§ **Records provided**:
//! Command-line tools for tuning the aura effect offline

use anyhow::{Context, Result};
use clap::{Parser, Subcommand};
use site_aura::config::SiteConfig;
use site_aura::aura::TrackerSettings;
use site_aura::replay::{load_script, play_live, replay_file};
use std::path::PathBuf;

/// Site Aura - replay, play and inspect aura sessions
#[derive(Parser)]
#[command(name = "site-aura")]
#[command(version)]
#[command(about = "Replay cursor aura sessions and inspect configuration", long_about = None)]
struct Cli {
    /// JSON configuration file (defaults apply when omitted)
    #[arg(long, global = true)]
    config: Option<PathBuf>,

    #[command(subcommand)]
    command: Commands,
}

#[derive(Subcommand)]
enum Commands {
    /// Replay a scripted session and write per-frame aura positions
    Replay {
        /// Script with elements and timestamped input
        script: PathBuf,

        /// Output file for the frames
        #[arg(long, default_value = "frames.json")]
        out: PathBuf,

        /// Simulated frame rate
        #[arg(long, default_value_t = 60.0)]
        fps: f64,
    },
    /// Play a scripted session in real time on the frame driver and print
    /// where each aura settled
    Live {
        /// Script with elements and timestamped input
        script: PathBuf,
    },
    /// Manage configuration
    Config {
        /// Show effective configuration
        #[arg(long)]
        show: bool,
    },
}

fn load_config(path: Option<&PathBuf>) -> Result<SiteConfig> {
    match path {
        Some(path) => SiteConfig::load(path)
            .with_context(|| format!("Failed to load config from {}", path.display())),
        None => Ok(SiteConfig::default()),
    }
}

fn main() -> Result<()> {
    let cli = Cli::parse();
    site_aura::init_logging();

    let config = load_config(cli.config.as_ref())?;

    match cli.command {
        Commands::Replay { script, out, fps } => {
            let frames = replay_file(&script, &out, &config, fps)
                .with_context(|| format!("Failed to replay {}", script.display()))?;
            println!("Wrote {} frames to {}", frames, out.display());
        }
        Commands::Live { script } => {
            let session = load_script(&script)
                .with_context(|| format!("Failed to read {}", script.display()))?;
            let settings = TrackerSettings::from_config(&config.aura)?;
            let runtime = tokio::runtime::Runtime::new()?;
            let samples = runtime
                .block_on(play_live(&session, settings, config.aura.frame_interval()))
                .context("Live session failed")?;
            println!("{}", serde_json::to_string_pretty(&samples)?);
        }
        Commands::Config { show } => {
            if show {
                println!("{}", serde_json::to_string_pretty(&config)?);
            } else {
                println!("Usage: site-aura config --show");
            }
        }
    }

    Ok(())
}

§ **What is needed**:
The required output is every line above from the one with "to load config" down to the one with "let frames = replay_file(&script, &out, &config, fps)", restated word for word, ends included.

§ **Task response**:
            .with_context(|| format!("Failed to load config from {}", path.display())),
        None => Ok(SiteConfig::default()),
    }
}

fn main() -> Result<()> {
    let cli = Cli::parse();
    site_aura::init_logging();

    let config = load_config(cli.config.as_ref())?;

    match cli.command {
        Commands::Replay { script, out, fps } => {
            let frames = replay_file(&script, &out, &config, fps)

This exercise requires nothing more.